I DUBBI CHE RESTANO – I primi dubbi riguardano il luogo dello sparo. Secondo la difesa il bagno è l’unico compatibile con i riscontri probatori. I genitori di Marco contestano: “Mio figlio non avrebbe mai fatto entrare il padre della fidanzata mentre si faceva il bagno. Non lo faceva neppure con noi”. E poi l’arma: la difesa sostiene che Ciontoli non era esperto di armi, ma parliamo di un ex sottufficiale della Marina distaccato ai servizi segreti. Anche le tracce di polvere da sparo aprono il campo a diverse interpretazioni: i legali di Ciontoli sostengono che in bagno c’erano solo Marco e Antonio, ma quelle tracce sono state trovate anche su altri componenti della famiglia. Molto clamore hanno suscitato le intercettazioni ambientali registrate in caserma il giorno dopo la tragedia e, in particolare, le parole della fidanzata di Marco che dice di essere stata nel bagno e di avere visto il padre che puntava la pistola verso Marco. Secondo i legali di Ciontoli, Martina stava solo rivivendo la scena che le era stata raccontata al padre, come se la potesse immaginare.

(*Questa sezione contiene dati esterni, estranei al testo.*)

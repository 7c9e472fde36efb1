//! Run orchestration. Bridges a background callback task to a
//! pull-driven [`RunStream`] of chunks.
//!
//! Lifecycle: `Running → (Completing | Cancelling) → Closed`.  Setup
//! happens inside [`create_run_with`], so a returned stream is already
//! running.
//!
//! - The callback runs inside one spawned task together with the flush
//!   loop.  The loop only flushes when the callback yields, so every
//!   mutation made between two suspension points lands in one batch.
//! - Normal return forces a last flush, then sends `finish` (or `error`
//!   when the callback failed or panicked).
//! - [`RunStream::close`] before completion trips the cancellation signal,
//!   waits up to the grace window, then aborts the task and waits for it
//!   to unwind.  When `close` returns, the task is gone.
//! - The grace window (`run.cancel_grace_ms`) is the callback's bounded
//!   opportunity to stop on its own; a callback that stops checking the
//!   signal cannot extend it.
//! - The join handle stays owned by the stream until the task has been
//!   joined, so an interrupted `close` leaves it for a later `close` or
//!   for `Drop` to reap.

use std::any::Any;
use std::future::Future;
use std::panic::AssertUnwindSafe;
use std::pin::Pin;
use std::sync::atomic::{AtomicBool, Ordering};
use std::sync::Arc;
use std::task::{ready, Context, Poll};
use std::time::Duration;

use futures_core::stream::{FusedStream, Stream};
use futures_util::FutureExt;
use parking_lot::Mutex;
use serde_json::Value;
use tokio::sync::{mpsc, Notify};
use tokio::task::{JoinError, JoinHandle};
use tracing::Instrument;
use uuid::Uuid;

use as_domain::config::RunConfig;
use as_domain::Chunk;

use crate::cancel::CancelToken;
use crate::controller::RunController;
use crate::manager::StateManager;
use crate::proxy::SharedManager;

// ━━━━━━━━━━━━━━━━━━━━━━━━━━━━━━━━━━━━━━━━━━━━━━━━━━━━━━━━━━━━━━━━━━
// Options & phase
// ━━━━━━━━━━━━━━━━━━━━━━━━━━━━━━━━━━━━━━━━━━━━━━━━━━━━━━━━━━━━━━━━━━

#[derive(Debug, Clone, Copy, PartialEq, Eq)]
pub enum RunPhase {
    /// Chunks are flowing.
    Running,
    /// The terminal chunk has been delivered; the next pull joins the task.
    Completing,
    /// `close()` is stopping the task.
    Cancelling,
    /// Nothing more will be produced.
    Closed,
}

#[derive(Debug, Clone)]
pub struct RunOptions {
    /// Seed for the state tree.  Defaults to an empty mapping.
    pub initial_state: Option<Value>,
    /// Window between the cancellation signal and forced abort.
    pub cancel_grace: Duration,
}

impl Default for RunOptions {
    fn default() -> Self {
        Self::from(&RunConfig::default())
    }
}

impl From<&RunConfig> for RunOptions {
    fn from(config: &RunConfig) -> Self {
        Self {
            initial_state: None,
            cancel_grace: config.cancel_grace(),
        }
    }
}

impl RunOptions {
    pub fn with_state(mut self, state: Value) -> Self {
        self.initial_state = Some(state);
        self
    }

    pub fn with_cancel_grace(mut self, grace: Duration) -> Self {
        self.cancel_grace = grace;
        self
    }
}

// ━━━━━━━━━━━━━━━━━━━━━━━━━━━━━━━━━━━━━━━━━━━━━━━━━━━━━━━━━━━━━━━━━━
// create_run
// ━━━━━━━━━━━━━━━━━━━━━━━━━━━━━━━━━━━━━━━━━━━━━━━━━━━━━━━━━━━━━━━━━━

/// Start a run with default options.  Must be called inside a Tokio runtime.
pub fn create_run<F, Fut>(callback: F) -> RunStream
where
    F: FnOnce(RunController) -> Fut,
    Fut: Future<Output = anyhow::Result<()>> + Send + 'static,
{
    create_run_with(RunOptions::default(), callback)
}

/// Start a run: build the state manager and controller, then spawn the
/// callback as a background task.
pub fn create_run_with<F, Fut>(options: RunOptions, callback: F) -> RunStream
where
    F: FnOnce(RunController) -> Fut,
    Fut: Future<Output = anyhow::Result<()>> + Send + 'static,
{
    let run_id = Uuid::new_v4();
    let (tx, rx) = mpsc::unbounded_channel::<Chunk>();
    let wake = Arc::new(Notify::new());

    let sink_tx = tx.clone();
    let initial = options
        .initial_state
        .unwrap_or_else(|| Value::Object(Default::default()));
    let manager: SharedManager = Arc::new(Mutex::new(StateManager::new(
        initial,
        wake.clone(),
        Box::new(move |update| {
            let _ = sink_tx.send(Chunk::UpdateState(update));
        }),
    )));

    let cancel = CancelToken::new();
    let controller = RunController::new(manager.clone(), tx.clone(), cancel.signal());
    let callback = callback(controller);
    let returned = Arc::new(AtomicBool::new(false));

    let span = tracing::info_span!("run", %run_id);
    let driver = drive(callback, manager, wake, tx, returned.clone());
    let task = tokio::spawn(driver.instrument(span));

    RunStream {
        run_id,
        rx,
        task: Some(task),
        cancel,
        returned,
        cancel_grace: options.cancel_grace,
        phase: RunPhase::Running,
    }
}

/// Poll the callback and flush whenever it yields with a batch pending.
async fn drive<Fut>(
    callback: Fut,
    manager: SharedManager,
    wake: Arc<Notify>,
    chunks: mpsc::UnboundedSender<Chunk>,
    returned: Arc<AtomicBool>,
) where
    Fut: Future<Output = anyhow::Result<()>> + Send,
{
    tracing::debug!("run started");
    let callback = AssertUnwindSafe(callback).catch_unwind();
    tokio::pin!(callback);

    let outcome = loop {
        tokio::select! {
            biased;
            outcome = &mut callback => break outcome,
            () = wake.notified() => {
                manager.lock().flush();
            }
        }
    };
    returned.store(true, Ordering::Release);

    manager.lock().flush();

    let terminal = match outcome {
        Ok(Ok(())) => {
            tracing::debug!("run completed");
            Chunk::Finish
        }
        Ok(Err(e)) => {
            tracing::warn!(error = %e, "run callback failed");
            Chunk::error(format!("{e:#}"))
        }
        Err(panic) => {
            let message = panic_message(panic.as_ref());
            tracing::warn!(error = %message, "run callback panicked");
            Chunk::error(message)
        }
    };
    let _ = chunks.send(terminal);
}

fn panic_message(payload: &(dyn Any + Send)) -> String {
    if let Some(s) = payload.downcast_ref::<&str>() {
        format!("callback panicked: {s}")
    } else if let Some(s) = payload.downcast_ref::<String>() {
        format!("callback panicked: {s}")
    } else {
        "callback panicked".to_owned()
    }
}

// ━━━━━━━━━━━━━━━━━━━━━━━━━━━━━━━━━━━━━━━━━━━━━━━━━━━━━━━━━━━━━━━━━━
// RunStream
// ━━━━━━━━━━━━━━━━━━━━━━━━━━━━━━━━━━━━━━━━━━━━━━━━━━━━━━━━━━━━━━━━━━

/// Forward-only, single-consumer sequence of a run's chunks.
///
/// Call [`close`](Self::close) to stop early.  Dropping the stream without
/// closing it still cancels the run, but cannot wait for the task.
pub struct RunStream {
    run_id: Uuid,
    rx: mpsc::UnboundedReceiver<Chunk>,
    task: Option<JoinHandle<()>>,
    cancel: CancelToken,
    /// Set by the driver once the callback has returned (or panicked).
    returned: Arc<AtomicBool>,
    cancel_grace: Duration,
    phase: RunPhase,
}

impl RunStream {
    pub fn run_id(&self) -> Uuid {
        self.run_id
    }

    pub fn phase(&self) -> RunPhase {
        self.phase
    }

    /// Stop the run and release its resources.
    ///
    /// If the callback is still running it is asked to stop via the
    /// cancellation signal, and aborted once the grace window elapses.
    /// Returns only after the background task has terminated.  Closing
    /// a closed run does nothing.
    pub async fn close(&mut self) {
        if self.phase == RunPhase::Closed {
            return;
        }

        if let Some(task) = self.task.as_mut() {
            if self.returned.load(Ordering::Acquire) {
                log_join(self.run_id, task.await);
            } else {
                self.phase = RunPhase::Cancelling;
                self.cancel.cancel();
                stop(self.run_id, task, self.cancel_grace).await;
            }
            self.task = None;
        }

        self.rx.close();
        while self.rx.try_recv().is_ok() {}
        self.phase = RunPhase::Closed;
    }
}

/// Wait out the grace window, then abort and wait for the unwind.
async fn stop(run_id: Uuid, task: &mut JoinHandle<()>, grace: Duration) {
    match tokio::time::timeout(grace, &mut *task).await {
        Ok(joined) => {
            tracing::debug!(%run_id, "run stopped cooperatively");
            log_join(run_id, joined);
        }
        Err(_) => {
            tracing::info!(
                %run_id,
                grace_ms = grace.as_millis() as u64,
                "callback ignored cancellation, aborting"
            );
            task.abort();
            log_join(run_id, task.await);
        }
    }
}

fn log_join(run_id: Uuid, joined: Result<(), JoinError>) {
    match joined {
        Ok(()) => {}
        Err(e) if e.is_cancelled() => tracing::debug!(%run_id, "run task aborted"),
        // Panics raised while unwinding under abort are absorbed here.
        Err(e) => tracing::warn!(%run_id, error = %e, "run task panicked during shutdown"),
    }
}

impl Stream for RunStream {
    type Item = Chunk;

    fn poll_next(mut self: Pin<&mut Self>, cx: &mut Context<'_>) -> Poll<Option<Chunk>> {
        let this = &mut *self;
        loop {
            match this.phase {
                RunPhase::Closed | RunPhase::Cancelling => return Poll::Ready(None),
                RunPhase::Completing => {
                    if let Some(task) = this.task.as_mut() {
                        let joined = ready!(Pin::new(task).poll(cx));
                        log_join(this.run_id, joined);
                        this.task = None;
                    }
                    this.rx.close();
                    this.phase = RunPhase::Closed;
                    return Poll::Ready(None);
                }
                RunPhase::Running => {}
            }

            match ready!(this.rx.poll_recv(cx)) {
                Some(chunk) => {
                    if chunk.is_terminal() {
                        this.phase = RunPhase::Completing;
                    }
                    return Poll::Ready(Some(chunk));
                }
                None => this.phase = RunPhase::Completing,
            }
        }
    }
}

impl FusedStream for RunStream {
    fn is_terminated(&self) -> bool {
        self.phase == RunPhase::Closed
    }
}

impl Drop for RunStream {
    fn drop(&mut self) {
        let Some(mut task) = self.task.take() else {
            return;
        };
        // A returned callback needs no signal; the driver is about to exit.
        if task.is_finished() || self.returned.load(Ordering::Acquire) {
            return;
        }
        self.cancel.cancel();
        match tokio::runtime::Handle::try_current() {
            Ok(handle) => {
                tracing::debug!(run_id = %self.run_id, "run stream dropped without close");
                let (run_id, grace) = (self.run_id, self.cancel_grace);
                handle.spawn(async move { stop(run_id, &mut task, grace).await });
            }
            Err(_) => task.abort(),
        }
    }
}

impl std::fmt::Debug for RunStream {
    fn fmt(&self, f: &mut std::fmt::Formatter<'_>) -> std::fmt::Result {
        f.debug_struct("RunStream")
            .field("run_id", &self.run_id)
            .field("phase", &self.phase)
            .field("cancelled", &self.cancel.is_cancelled())
            .finish()
    }
}

// ━━━━━━━━━━━━━━━━━━━━━━━━━━━━━━━━━━━━━━━━━━━━━━━━━━━━━━━━━━━━━━━━━━
// Tests
// ━━━━━━━━━━━━━━━━━━━━━━━━━━━━━━━━━━━━━━━━━━━━━━━━━━━━━━━━━━━━━━━━━━
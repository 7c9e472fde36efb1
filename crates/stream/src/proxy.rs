//! Path-rooted mutable view over a run's state.
//!
//! Every write goes through [`StateManager::apply_and_queue`], so the order
//! of emitted operations is exactly the order of calls made on proxies.

use std::sync::Arc;

use parking_lot::Mutex;
use serde_json::Value;

use as_domain::error::{Error, Result};
use as_domain::Operation;

use crate::manager::StateManager;

pub(crate) type SharedManager = Arc<Mutex<StateManager>>;

/// A view of the state tree rooted at [`StateProxy::path`].
///
/// Proxies are cheap to clone and narrow with [`at`](Self::at) /
/// [`index`](Self::index); nothing is resolved until a read or write.
#[derive(Clone)]
pub struct StateProxy {
    manager: SharedManager,
    path: Vec<String>,
}

impl StateProxy {
    pub(crate) fn new(manager: SharedManager, path: Vec<String>) -> Self {
        Self { manager, path }
    }

    pub fn path(&self) -> &[String] {
        &self.path
    }

    /// Narrow to a mapping key.
    pub fn at(&self, key: impl Into<String>) -> Self {
        let mut path = self.path.clone();
        path.push(key.into());
        Self::new(self.manager.clone(), path)
    }

    /// Narrow to a sequence element.
    pub fn index(&self, index: usize) -> Self {
        self.at(index.to_string())
    }

    /// Narrow to the current last element of the sequence at this path.
    pub fn last(&self) -> Result<Self> {
        match self.len()? {
            0 => Err(Error::path_not_found(&self.path, "last")),
            n => Ok(self.index(n - 1)),
        }
    }

    /// Snapshot of the value at this path.
    pub fn get(&self) -> Result<Value> {
        self.manager.lock().get(&self.path).cloned()
    }

    pub fn exists(&self) -> bool {
        self.manager.lock().get(&self.path).is_ok()
    }

    /// Element count of a sequence or mapping, or char count of a string.
    pub fn len(&self) -> Result<usize> {
        let manager = self.manager.lock();
        match manager.get(&self.path)? {
            Value::Array(items) => Ok(items.len()),
            Value::Object(map) => Ok(map.len()),
            Value::String(s) => Ok(s.chars().count()),
            _ => Err(Error::type_mismatch(&self.path, "sequence, mapping or string")),
        }
    }

    pub fn is_empty(&self) -> Result<bool> {
        Ok(self.len()? == 0)
    }

    pub fn set(&self, value: impl Into<Value>) -> Result<()> {
        self.submit(Operation::set(self.path.clone(), value))
    }

    pub fn append_text(&self, text: impl Into<String>) -> Result<()> {
        self.submit(Operation::append_text(self.path.clone(), text))
    }

    /// Assign `value` at `relative` below this proxy's path.
    pub fn set_at<I, S>(&self, relative: I, value: impl Into<Value>) -> Result<()>
    where
        I: IntoIterator<Item = S>,
        S: Into<String>,
    {
        self.submit(Operation::set(self.join(relative), value))
    }

    /// Append `text` to the string at `relative` below this proxy's path.
    pub fn append_text_at<I, S>(&self, relative: I, text: impl Into<String>) -> Result<()>
    where
        I: IntoIterator<Item = S>,
        S: Into<String>,
    {
        self.submit(Operation::append_text(self.join(relative), text))
    }

    /// Append `value` to the sequence at this path.
    ///
    /// Emitted as a `Set` at index `len`, so consumers replaying the batch
    /// need no extra operation kind.
    pub fn push(&self, value: impl Into<Value>) -> Result<()> {
        let mut manager = self.manager.lock();
        let len = match manager.get(&self.path)? {
            Value::Array(items) => items.len(),
            _ => return Err(Error::type_mismatch(&self.path, "sequence")),
        };
        let mut path = self.path.clone();
        path.push(len.to_string());
        manager.apply_and_queue([Operation::set(path, value)])
    }

    fn submit(&self, operation: Operation) -> Result<()> {
        self.manager.lock().apply_and_queue([operation])
    }

    fn join<I, S>(&self, relative: I) -> Vec<String>
    where
        I: IntoIterator<Item = S>,
        S: Into<String>,
    {
        let mut path = self.path.clone();
        path.extend(relative.into_iter().map(Into::into));
        path
    }
}

impl std::fmt::Debug for StateProxy {
    fn fmt(&self, f: &mut std::fmt::Formatter<'_>) -> std::fmt::Result {
        f.debug_struct("StateProxy").field("path", &self.path).finish()
    }
}

// ━━━━━━━━━━━━━━━━━━━━━━━━━━━━━━━━━━━━━━━━━━━━━━━━━━━━━━━━━━━━━━━━━━
// Tests
// ━━━━━━━━━━━━━━━━━━━━━━━━━━━━━━━━━━━━━━━━━━━━━━━━━━━━━━━━━━━━━━━━━━
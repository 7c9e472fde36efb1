pub mod assistant;
pub mod health;

use axum::routing::{get, post};
use axum::Router;

use crate::state::AppState;

/// Build the API router.
pub fn router() -> Router<AppState> {
    Router::new()
        .route("/health", get(health::health))
        .route("/assistant", post(assistant::assistant))
}
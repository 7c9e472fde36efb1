use axum::response::{IntoResponse, Json};

// ━━━━━━━━━━━━━━━━━━━━━━━━━━━━━━━━━━━━━━━━━━━━━━━━━━━━━━━━━━━━━━━━━━
// GET /health
// ━━━━━━━━━━━━━━━━━━━━━━━━━━━━━━━━━━━━━━━━━━━━━━━━━━━━━━━━━━━━━━━━━━

pub async fn health() -> impl IntoResponse {
    Json(serde_json::json!({
        "status": "healthy",
        "service": "assistant-stream",
        "version": env!("CARGO_PKG_VERSION"),
    }))
}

E poi ci sono i racconti dei vicini, che parlano di un litigio tra i ragazzi poco prima dello sparo.

LE BUGIE RACCONTATE – La ricostruzione dell’accaduto è stata resa ardua soprattutto dalle bugie raccontate da Antonio Ciontoli per sua stessa ammissione. Secondo la difesa, per una sottovalutazione di ciò che stava avvenendo. Per i Vannini, con l’obiettivo di conservare il posto di lavoro. In un primo momento Ciontoli ha dichiarato ai soccorritori che Marco era scivolato, poi che si era ferito con un pettine a punta cadendo nella vasca e che era vittima solo di un attacco di panico. Una prima telefonata al pronto soccorso è stata fatta venti minuti dopo lo sparo ed è poi stata annullata. “Sembrava stesse meglio – ha raccontato l’ex sottufficiale – e mi sono convinto ancora di più di poter gestire la cosa”. Le consulenze mediche dicono che Marco Vannini ce l’avrebbe fatta se l’ambulanza fosse arrivata. Cinquantuno minuti dopo il colpo, la seconda telefonata, ma agli operatori Ciontoli continuò a mentire, dicendo che il ragazzo si era ferito cadendo dalla vasca e bucandosi con un pettine a punta. Una telefonata drammatica, durante la quale si sentivano la voce di Marco e le sue urla di dolore. Per tutto il processo la difesa ha fatto cadere ogni responsabilità sull’ex sottufficiale: nessuno si sarebbe reso conto della gravità della situazione. Ma l’accusa dubita, per esempio, che nessuno dei componenti della famiglia si fosse reso conto delle bugie raccontate dal padre nel corso della seconda telefonata ai soccorritori, quella in cui parla di una ferita causata da un pettine. Soccorritori a cui non fu detta la verità neppure una volta giunti a casa Ciontoli. A colpire Marco alla spalla destra era stato un colpo di pistola, che ha attraversato il corpo del ragazzo e, dopo aver perforato polmone e cuore, si è conficcato nella terza costola sinistra. Ma Ciontoli ha ammesso l’esistenza di uno sparo, che sarebbe partito per sbaglio, solo una volta giunto al Punto di primo soccorso. Chiedendo al medico di turno se fosse possibile non divulgare la notizia dato che lavorava alla Presidenza del Consiglio.